▸ AIM OF THE EXERCISE: Write back every record verbatim.

▸ Collected data entries:

• • • • • • •

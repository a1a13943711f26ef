//! Chart-based commands: chart, luck, stars and the annual table.

use serde::Serialize;

use fourpillars_core::{analyze_chart, hundred_year_table, special_stars, Chart, ChartAnalysis, Config};

use super::birth::BirthArgs;
use super::print_json;

#[derive(Serialize)]
struct ChartOutput {
    chart: Chart,
    display: String,
    analysis: ChartAnalysis,
}

pub fn run_chart(args: BirthArgs) -> Result<(), Box<dyn std::error::Error>> {
    let (_, chart) = args.chart()?;
    print_json(&ChartOutput {
        display: chart.to_string(),
        analysis: analyze_chart(&chart),
        chart,
    })
}

pub fn run_luck(args: BirthArgs) -> Result<(), Box<dyn std::error::Error>> {
    let config = Config::load()?;
    let (_, _, luck) = args.chart_with_luck(&config)?;
    print_json(&luck)
}

pub fn run_stars(args: BirthArgs) -> Result<(), Box<dyn std::error::Error>> {
    let (_, chart) = args.chart()?;
    print_json(&special_stars(&chart))
}

pub fn run_table(args: BirthArgs) -> Result<(), Box<dyn std::error::Error>> {
    let config = Config::load()?;
    let (birth, chart, luck) = args.chart_with_luck(&config)?;
    print_json(&hundred_year_table(birth.year, chart.day_master(), &luck))
}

• • • • • • •

▸ RESPONSE TO THIS TASK:
repository a1a13943711f26ef
//! Chart-based commands: chart, luck, stars and the annual table.

use serde::Serialize;

use fourpillars_core::{analyze_chart, hundred_year_table, special_stars, Chart, ChartAnalysis, Config};

use super::birth::BirthArgs;
use super::print_json;

#[derive(Serialize)]
struct ChartOutput {
    chart: Chart,
    display: String,
    analysis: ChartAnalysis,
}

pub fn run_chart(args: BirthArgs) -> Result<(), Box<dyn std::error::Error>> {
    let (_, chart) = args.chart()?;
    print_json(&ChartOutput {
        display: chart.to_string(),
        analysis: analyze_chart(&chart),
        chart,
    })
}

pub fn run_luck(args: BirthArgs) -> Result<(), Box<dyn std::error::Error>> {
    let config = Config::load()?;
    let (_, _, luck) = args.chart_with_luck(&config)?;
    print_json(&luck)
}

pub fn run_stars(args: BirthArgs) -> Result<(), Box<dyn std::error::Error>> {
    let (_, chart) = args.chart()?;
    print_json(&special_stars(&chart))
}

pub fn run_table(args: BirthArgs) -> Result<(), Box<dyn std::error::Error>> {
    let config = Config::load()?;
    let (birth, chart, luck) = args.chart_with_luck(&config)?;
    print_json(&hundred_year_table(birth.year, chart.day_master(), &luck))
}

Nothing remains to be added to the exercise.